9. The system of claim 1 further comprising: the energy
transmission facility including a gas block; the energy
transmission facility including a tubular body extending from a
receiver to the gas block; one end of the tubular body being
slidably received in the gas block; and the tubular body receiving
a gas piston.
10. The system of claim 9 wherein all forward forces generated by
the energy transmission facility are transferred from the tubular
body to the receiver.
11. The system of claim 9 wherein the tubular body and the gas
block bore have surfaces that are in close but slidable relation,
with at least one of the surfaces having a labyrinth seal.
12. The system of claim 11 wherein the labyrinth seal defines a gas
area, the gas area forcing a portion of gas from the lateral
aperture to pass through a long and difficult path to escape to an
ambient area.
13. A firearm having a self-loading action, including a gun barrel
having a lateral aperture comprising: an energy transmission
facility operably connected to the self-loading facility; the
energy transmission facility being operably connected to the
lateral aperture for gas communication; the energy transmission
facility including a gas block; the gas block having a sleeve that
is slidably mounted on the gun barrel; and the gun barrel and the
gas block being mechanically decoupled from each other, such that
the energy transmission facility does not impede flexing of the gun
barrel.
14. The firearm of claim 13 wherein all forward forces generated by
the energy transmission facility are transferred from the energy
transmission facility to the self-loading facility.
15. The firearm of claim 13 wherein the sleeve and the gun barrel
have surfaces that are in close but slidable relation, with at
least one of the surfaces having a labyrinth seal.
16. The firearm of claim 15 wherein the labyrinth seal defines a
gas area, the gas area forcing a portion of gas from the lateral
aperture to pass through a long and difficult path to escape to an
ambient area.
17. A firearm having a self-loading action, including a gun barrel
having a lateral aperture comprising: an energy transmission
facility operably connected to the self-loading facility; the
energy transmission facility being operably connected to the
lateral aperture for gas communication; the energy transmission
facility including a gas block; the energy transmission facility
including a tubular body extending from a receiver to the gas
block; one end of the tubular body being slidably received in the
gas block; and the gas block and the tubular body being
mechanically decoupled from each other, such that the energy
transmission facility does not impede flexing of the gun
barrel.
18. The firearm of claim 17 wherein all forward forces generated by
the energy transmission facility are transferred from the tubular
body to the receiver.
19. The firearm of claim 17 wherein the tubular body and the gas
block bore have surfaces that are in close but slidable relation,
with at least one of the surfaces having a labyrinth seal.
20. The firearm of claim 19 wherein the labyrinth seal defines a
gas area, the gas area forcing a portion of gas from the lateral
aperture to pass through a long and difficult path to escape to an
ambient area.
21. The firearm of claim 17 further comprising the tubular body
receiving a gas piston.
22. The firearm of claim 21 wherein the tubular body and the gas
block bore have surfaces that are in close but slidable relation,
with at least one of the surfaces having a labyrinth seal.
23. The system of claim 22 wherein the labyrinth seal defines a gas
area, the gas area forcing a portion of gas from the lateral
aperture to pass through a long and difficult path to escape to an
ambient area.
Description
FIELD OF THE INVENTION
[0001] The present invention relates to fully and semi-automatic,
magazine fed, gas-operated firearms of the type where the operating
gas is obtained from a hole drilled through one wall of the barrel,
and more particularly to means for improving the accuracy of such
systems.
BACKGROUND OF THE INVENTION
[0002] When a rifle is fired, the barrel is observed to "whip" or
flex, and the point of impact of the projectile varies depending on
the position of the muzzle when the projectile exits.
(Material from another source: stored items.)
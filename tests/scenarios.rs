//! End-to-end tests for the ontc toolchain.
//!
//! These tests drive source text through the parser, the knowledge base
//! and the executor, checking program output and the notices a run leaves
//! behind.

use ontc::ast::error::ValidationError;
use ontc::config::Config;
use ontc::error::{ExecError, OntcError};
use ontc::exec::{run_source, NoticeKind, RunReport};
use ontc::ontology::{Database, Resource};
use ontc::syntax::SyntaxError;

fn run(source: &str) -> RunReport<Vec<u8>> {
    run_source(source, &Config::default(), Vec::new()).unwrap()
}

fn output(report: &RunReport<Vec<u8>>) -> &str {
    std::str::from_utf8(&report.output).unwrap()
}

#[test]
fn subclass_fact_is_checked_exactly() {
    let mut db = Database::new();
    let car = db.add_resource(Resource::new("car"));
    let vehicle = db.add_resource(Resource::new("vehicle"));
    let subclass_of = db.add_resource(Resource::new("subclassOf"));

    let fact = db.build_fact(subclass_of, &[car, vehicle]).unwrap();
    db.add_fact(fact).unwrap();

    let present = db.build_fact(subclass_of, &[car, vehicle]).unwrap();
    let reversed = db.build_fact(subclass_of, &[vehicle, car]).unwrap();
    assert!(db.check_fact(&present));
    assert!(!db.check_fact(&reversed));
}

#[test]
fn predecessor_runs_before_main() {
    let report = run(
        "fn main() { println(\"main\"); }
         fn setup() { println(\"setup\"); }
         main isPreceededBy setup;",
    );
    assert_eq!(output(&report), "setup\nmain\n");
    assert!(report.notices.is_empty());
}

#[test]
fn undefined_predecessor_is_skipped_with_notice() {
    let report = run(
        "fn main() { println(\"main\"); }
         main isPreceededBy setup;",
    );
    assert_eq!(output(&report), "main\n");
    assert_eq!(report.notices.len(), 1);
    assert_eq!(report.notices[0].kind, NoticeKind::UnresolvedObject);
}

#[test]
fn builtins_then_unknown_call() {
    let report = run(
        "fn main() {
             print(\"hi\");
             println(\"there\");
             unknown_fn();
             print(\"after\");
         }",
    );
    assert_eq!(output(&report), "hithere\nafter");
    assert_eq!(report.notices.len(), 1);
    assert_eq!(report.notices[0].kind, NoticeKind::UnknownFunction);
    assert_eq!(report.notices[0].to_string(), "[E] unknown function `unknown_fn`");
}

#[test]
fn missing_main_fails_validation() {
    let mut out = Vec::new();
    let err = run_source("fn helper() { println(\"x\"); }", &Config::default(), &mut out).unwrap_err();
    assert!(matches!(
        err,
        OntcError::Validation(ValidationError::EntryPointMissing { ref name }) if name == "main"
    ));
    assert_eq!(err.to_string(), "missing main function");
    assert!(out.is_empty());
}

#[test]
fn empty_program_fails_validation() {
    let err = run_source("  // nothing here\n", &Config::default(), Vec::new()).unwrap_err();
    assert!(matches!(err, OntcError::Validation(ValidationError::EmptyProgram)));
}

#[test]
fn test_message_precedes_predecessors() {
    let report = run(
        "fn main() { println(\"body\"); }
         fn setup() { println(\"setup\"); }
         main isPreceededBy setup;
         main printsATestMessageWhenCalled;",
    );
    assert_eq!(output(&report), "OXPL rocks!\nsetup\nbody\n");
}

#[test]
fn shared_predecessor_runs_once_per_reference() {
    let report = run(
        "fn main() {}
         fn a() { print(\"a\"); }
         fn b() { print(\"b\"); }
         fn log() { print(\"-\"); }
         main isPreceededBy a;
         main isPreceededBy b;
         a isPreceededBy log;
         b isPreceededBy log;",
    );
    assert_eq!(output(&report), "-a-b");
}

#[test]
fn predecessor_cycle_aborts() {
    let err = run_source(
        "fn main() {} main isPreceededBy main;",
        &Config::default(),
        Vec::new(),
    )
    .unwrap_err();
    assert!(matches!(err, OntcError::Exec(ExecError::CyclicDependency { .. })));
}

#[test]
fn populated_database_holds_program_facts() {
    let report = run(
        "fn main() {}
         fn setup() {}
         main isPreceededBy setup;
         setup printsATestMessageWhenCalled;
         likes(main, setup);",
    );
    let db = &report.database;
    let main = db.find_resource("main").unwrap();
    let setup = db.find_resource("setup").unwrap();
    let preceded = db.find_resource("isPreceededBy").unwrap();

    // FOL-style facts are parsed but not loaded.
    assert_eq!(db.fact_count(), 2);
    assert!(db.find_resource("likes").is_none());

    let before: Vec<_> = db.query_triple(preceded, Some(main), None).unwrap().collect();
    assert_eq!(before, vec![setup]);
    let after: Vec<_> = db.query_triple(preceded, None, Some(setup)).unwrap().collect();
    assert_eq!(after, vec![main]);
}

#[test]
fn syntax_errors_carry_positions() {
    let err = run_source("fn main() {\n  print(\"open);\n}", &Config::default(), Vec::new()).unwrap_err();
    let OntcError::Syntax(syntax) = err else {
        panic!("expected a syntax error, got {err:?}");
    };
    assert!(matches!(syntax, SyntaxError::UnterminatedString { .. }));
    assert_eq!(syntax.position().0, 2);
}
//! Lexer: OXPL source text to a flat token stream with span tracking.

use std::fmt;
use std::iter::Peekable;
use std::str::CharIndices;

use super::error::{SyntaxError, SyntaxResult};

/// Byte-level source span for error reporting.
#[derive(Debug, Clone, Copy, PartialEq, Eq)]
pub struct Span {
    pub start: usize,
    pub end: usize,
}

impl From<Span> for miette::SourceSpan {
    fn from(span: Span) -> Self {
        (span.start, span.end.saturating_sub(span.start)).into()
    }
}

#[derive(Debug, Clone, PartialEq)]
pub enum TokenKind {
    Ident(String),
    Int(i64),
    Float(f64),
    Str(String),

    // Keywords
    Fn,
    Class,
    Var,
    If,
    Else,
    While,
    For,
    In,
    Return,
    Break,
    Continue,

    // Punctuation
    LParen,
    RParen,
    LBrace,
    RBrace,
    Comma,
    Semi,
    Colon,
    PathSep,
    Dot,
    Question,

    /// Operator, one or two characters.
    Op(&'static str),

    Eof,
}

impl TokenKind {
    fn keyword(word: &str) -> Option<Self> {
        Some(match word {
            "fn" => Self::Fn,
            "class" => Self::Class,
            "var" => Self::Var,
            "if" => Self::If,
            "else" => Self::Else,
            "while" => Self::While,
            "for" => Self::For,
            "in" => Self::In,
            "return" => Self::Return,
            "break" => Self::Break,
            "continue" => Self::Continue,
            _ => return None,
        })
    }
}

impl fmt::Display for TokenKind {
    fn fmt(&self, f: &mut fmt::Formatter<'_>) -> fmt::Result {
        match self {
            Self::Ident(name) => write!(f, "identifier `{name}`"),
            Self::Int(v) => write!(f, "integer {v}"),
            Self::Float(v) => write!(f, "float {v}"),
            Self::Str(s) => write!(f, "string {s:?}"),
            Self::Fn => f.write_str("`fn`"),
            Self::Class => f.write_str("`class`"),
            Self::Var => f.write_str("`var`"),
            Self::If => f.write_str("`if`"),
            Self::Else => f.write_str("`else`"),
            Self::While => f.write_str("`while`"),
            Self::For => f.write_str("`for`"),
            Self::In => f.write_str("`in`"),
            Self::Return => f.write_str("`return`"),
            Self::Break => f.write_str("`break`"),
            Self::Continue => f.write_str("`continue`"),
            Self::LParen => f.write_str("`(`"),
            Self::RParen => f.write_str("`)`"),
            Self::LBrace => f.write_str("`{`"),
            Self::RBrace => f.write_str("`}`"),
            Self::Comma => f.write_str("`,`"),
            Self::Semi => f.write_str("`;`"),
            Self::Colon => f.write_str("`:`"),
            Self::PathSep => f.write_str("`::`"),
            Self::Dot => f.write_str("`.`"),
            Self::Question => f.write_str("`?`"),
            Self::Op(op) => write!(f, "`{op}`"),
            Self::Eof => f.write_str("end of input"),
        }
    }
}

/// A single lexical token.
#[derive(Debug, Clone, PartialEq)]
pub struct Token {
    pub kind: TokenKind,
    /// Source position in input.
    pub span: Span,
    /// One-based line of the first character.
    pub line: usize,
    /// One-based column of the first character.
    pub column: usize,
}

const TWO_CHAR_OPS: [&str; 10] = ["==", "!=", "&&", "||", "<=", ">=", "<<", ">>", "++", "--"];
const ONE_CHAR_OPS: [&str; 11] = ["+", "-", "*", "/", "%", "=", "&", "|", "^", "<", ">"];

struct Lexer<'a> {
    source: &'a str,
    chars: Peekable<CharIndices<'a>>,
    line: usize,
    column: usize,
}

impl<'a> Lexer<'a> {
    fn new(source: &'a str) -> Self {
        Self {
            source,
            chars: source.char_indices().peekable(),
            line: 1,
            column: 1,
        }
    }

    fn offset(&mut self) -> usize {
        self.chars.peek().map_or(self.source.len(), |&(i, _)| i)
    }

    fn peek(&mut self) -> Option<char> {
        self.chars.peek().map(|&(_, c)| c)
    }

    fn peek_second(&self) -> Option<char> {
        let mut ahead = self.chars.clone();
        ahead.next();
        ahead.next().map(|(_, c)| c)
    }

    fn bump(&mut self) -> Option<char> {
        let (_, c) = self.chars.next()?;
        if c == '\n' {
            self.line += 1;
            self.column = 1;
        } else {
            self.column += 1;
        }
        Some(c)
    }

    fn skip_trivia(&mut self) {
        loop {
            match self.peek() {
                Some(c) if c.is_whitespace() => {
                    self.bump();
                }
                Some('#') => self.skip_line(),
                Some('/') if self.peek_second() == Some('/') => self.skip_line(),
                _ => return,
            }
        }
    }

    fn skip_line(&mut self) {
        while let Some(c) = self.bump() {
            if c == '\n' {
                break;
            }
        }
    }

    fn next_token(&mut self) -> SyntaxResult<Token> {
        self.skip_trivia();
        let (line, column) = (self.line, self.column);
        let start = self.offset();
        let Some(c) = self.peek() else {
            return Ok(Token {
                kind: TokenKind::Eof,
                span: Span { start, end: start },
                line,
                column,
            });
        };

        let kind = if c.is_ascii_alphabetic() || c == '_' {
            self.identifier()
        } else if c.is_ascii_digit() {
            self.number(start, line, column)?
        } else if c == '"' {
            self.string(start, line, column)?
        } else {
            self.punct(c, start, line, column)?
        };

        let end = self.offset();
        Ok(Token {
            kind,
            span: Span { start, end },
            line,
            column,
        })
    }

    fn identifier(&mut self) -> TokenKind {
        let mut word = String::new();
        while let Some(c) = self.peek() {
            if c.is_ascii_alphanumeric() || c == '_' {
                word.push(c);
                self.bump();
            } else {
                break;
            }
        }
        TokenKind::keyword(&word).unwrap_or(TokenKind::Ident(word))
    }

    fn number(&mut self, start: usize, line: usize, column: usize) -> SyntaxResult<TokenKind> {
        let mut text = String::new();
        while let Some(c) = self.peek().filter(char::is_ascii_digit) {
            text.push(c);
            self.bump();
        }
        let fractional = self.peek() == Some('.') && self.peek_second().is_some_and(|c| c.is_ascii_digit());
        if fractional {
            text.push('.');
            self.bump();
            while let Some(c) = self.peek().filter(char::is_ascii_digit) {
                text.push(c);
                self.bump();
            }
            // Digits with one dot always parse as f64.
            return Ok(TokenKind::Float(text.parse().unwrap_or(f64::NAN)));
        }
        text.parse().map(TokenKind::Int).map_err(|_| SyntaxError::IntegerOutOfRange {
            span: Span {
                start,
                end: start + text.len(),
            }
            .into(),
            literal: text,
            line,
            column,
        })
    }

    fn string(&mut self, start: usize, line: usize, column: usize) -> SyntaxResult<TokenKind> {
        self.bump();
        let mut text = String::new();
        loop {
            let at = self.offset();
            match self.bump() {
                None | Some('\n') => {
                    return Err(SyntaxError::UnterminatedString {
                        line,
                        column,
                        span: Span { start, end: at }.into(),
                    });
                }
                Some('"') => return Ok(TokenKind::Str(text)),
                Some('\\') => {
                    let (esc_line, esc_column) = (self.line, self.column - 1);
                    let escaped = match self.bump() {
                        Some('n') => '\n',
                        Some('t') => '\t',
                        Some('\\') => '\\',
                        Some('"') => '"',
                        other => {
                            return Err(SyntaxError::InvalidEscape {
                                escape: other.unwrap_or(' '),
                                line: esc_line,
                                column: esc_column,
                                span: Span {
                                    start: at,
                                    end: self.offset(),
                                }
                                .into(),
                            });
                        }
                    };
                    text.push(escaped);
                }
                Some(c) => text.push(c),
            }
        }
    }

    fn punct(&mut self, c: char, start: usize, line: usize, column: usize) -> SyntaxResult<TokenKind> {
        let single = match c {
            '(' => Some(TokenKind::LParen),
            ')' => Some(TokenKind::RParen),
            '{' => Some(TokenKind::LBrace),
            '}' => Some(TokenKind::RBrace),
            ',' => Some(TokenKind::Comma),
            ';' => Some(TokenKind::Semi),
            '.' => Some(TokenKind::Dot),
            '?' => Some(TokenKind::Question),
            _ => None,
        };
        if let Some(kind) = single {
            self.bump();
            return Ok(kind);
        }

        if let Some(second) = self.peek_second() {
            if c == ':' && second == ':' {
                self.bump();
                self.bump();
                return Ok(TokenKind::PathSep);
            }
            let pair: String = [c, second].iter().collect();
            if let Some(op) = TWO_CHAR_OPS.iter().copied().find(|op| *op == pair) {
                self.bump();
                self.bump();
                return Ok(TokenKind::Op(op));
            }
        }
        if c == ':' {
            self.bump();
            return Ok(TokenKind::Colon);
        }
        let mut buf = [0u8; 4];
        let text: &str = c.encode_utf8(&mut buf);
        if let Some(op) = ONE_CHAR_OPS.iter().copied().find(|op| *op == text) {
            self.bump();
            return Ok(TokenKind::Op(op));
        }

        Err(SyntaxError::UnexpectedChar {
            ch: c,
            line,
            column,
            span: Span {
                start,
                end: start + c.len_utf8(),
            }
            .into(),
        })
    }
}

/// Tokenize OXPL source. The returned stream always ends with [`TokenKind::Eof`].
pub fn tokenize(source: &str) -> SyntaxResult<Vec<Token>> {
    let mut lexer = Lexer::new(source);
    let mut tokens = Vec::new();
    loop {
        let token = lexer.next_token()?;
        let done = token.kind == TokenKind::Eof;
        tokens.push(token);
        if done {
            return Ok(tokens);
        }
    }
}

#[cfg(test)]
mod tests {
    use super::*;

    fn kinds(source: &str) -> Vec<TokenKind> {
        tokenize(source).unwrap().into_iter().map(|t| t.kind).collect()
    }

    #[test]
    fn keywords_and_identifiers() {
        assert_eq!(
            kinds("fn main classy"),
            vec![
                TokenKind::Fn,
                TokenKind::Ident("main".into()),
                TokenKind::Ident("classy".into()),
                TokenKind::Eof,
            ]
        );
    }

    #[test]
    fn numbers() {
        assert_eq!(
            kinds("42 3.25 7.x"),
            vec![
                TokenKind::Int(42),
                TokenKind::Float(3.25),
                TokenKind::Int(7),
                TokenKind::Dot,
                TokenKind::Ident("x".into()),
                TokenKind::Eof,
            ]
        );
    }

    #[test]
    fn integer_overflow_is_an_error() {
        let err = tokenize("99999999999999999999").unwrap_err();
        assert!(matches!(err, SyntaxError::IntegerOutOfRange { .. }));
        assert!(err.is_lexical());
    }

    #[test]
    fn strings_with_escapes() {
        assert_eq!(
            kinds(r#""a\tb\n\"q\"""#),
            vec![TokenKind::Str("a\tb\n\"q\"".into()), TokenKind::Eof]
        );
    }

    #[test]
    fn unterminated_string_reports_start() {
        let err = tokenize("\n  \"open").unwrap_err();
        assert!(matches!(err, SyntaxError::UnterminatedString { .. }));
        assert_eq!(err.position(), (2, 3));
    }

    #[test]
    fn invalid_escape() {
        assert!(matches!(
            tokenize(r#""\q""#),
            Err(SyntaxError::InvalidEscape { escape: 'q', .. })
        ));
    }

    #[test]
    fn operators_prefer_two_characters() {
        assert_eq!(
            kinds("a<=b<c::d++"),
            vec![
                TokenKind::Ident("a".into()),
                TokenKind::Op("<="),
                TokenKind::Ident("b".into()),
                TokenKind::Op("<"),
                TokenKind::Ident("c".into()),
                TokenKind::PathSep,
                TokenKind::Ident("d".into()),
                TokenKind::Op("++"),
                TokenKind::Eof,
            ]
        );
    }

    #[test]
    fn comments_are_skipped() {
        assert_eq!(
            kinds("// line\n# hash\nx / y"),
            vec![
                TokenKind::Ident("x".into()),
                TokenKind::Op("/"),
                TokenKind::Ident("y".into()),
                TokenKind::Eof,
            ]
        );
    }

    #[test]
    fn spans_and_positions() {
        let tokens = tokenize("fn\n  main").unwrap();
        assert_eq!(tokens[1].span, Span { start: 5, end: 9 });
        assert_eq!((tokens[1].line, tokens[1].column), (2, 3));
    }

    #[test]
    fn unexpected_character() {
        let err = tokenize("x @ y").unwrap_err();
        assert!(matches!(err, SyntaxError::UnexpectedChar { ch: '@', .. }));
        assert_eq!(err.position(), (1, 3));
    }
}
Best
precision is achieved when factors are controlled to permit the
projectile to exit when the barrel is at a stationary maximum
excursion, so that minute variances in projectile exit time have a
minimal effect on the point of impact. Such barrel harmonics are
relatively predicable in free-float barrels used for precision
shooting, typically with bolt actions. However, when gas systems
used for self-loading rifles are connected to barrels, the barrel
harmonics are greatly complicated, and it is accepted that such
systems have inferior accuracy potential relative to other systems,
even when optimized.
[0003] When a projectile leaves the muzzle of a barrel, the
projectile is quickly overtaken by the high pressure gases exiting
the muzzle behind the projectile. Therefore, as the projectile
speeds away from the muzzle, propellant gases rush continuously
past it so the projectile flies in a three dimensional envelope of
gas. This effect continues for several feet until the supply of gas
from the barrel ceases and the remaining gases slow down and
dissipate into the surrounding atmosphere.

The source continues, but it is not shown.